● TASK REQUIREMENTS
Below is a set of records. Please retype every one exactly.

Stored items
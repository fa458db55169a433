#![warn(rust_2018_idioms)]
#![allow(dead_code)]

// re-export the engine crate the default backend is built on
pub use webrtc;

#[macro_use]
mod macros;

pub mod api;
pub mod callback;
pub mod data_channel;
pub mod dispatch;
pub mod engine;
pub mod error;
pub mod event;
pub mod ice_transport;
pub mod lifecycle;
pub mod native;
pub mod peer_connection;
pub mod rtp_transceiver;
pub mod stats;

pub use error::Error;

#[macro_use]
extern crate lazy_static;

pub(crate) const UNSPECIFIED_STR: &str = "Unspecified";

● TASK RESULT
repository fa458db55169a433
#![warn(rust_2018_idioms)]
#![allow(dead_code)]

// re-export the engine crate the default backend is built on
pub use webrtc;

#[macro_use]
mod macros;

pub mod api;
pub mod callback;
pub mod data_channel;
pub mod dispatch;
pub mod engine;
pub mod error;
pub mod event;
pub mod ice_transport;
pub mod lifecycle;
pub mod native;
pub mod peer_connection;
pub mod rtp_transceiver;
pub mod stats;

pub use error::Error;

#[macro_use]
extern crate lazy_static;

pub(crate) const UNSPECIFIED_STR: &str = "Unspecified";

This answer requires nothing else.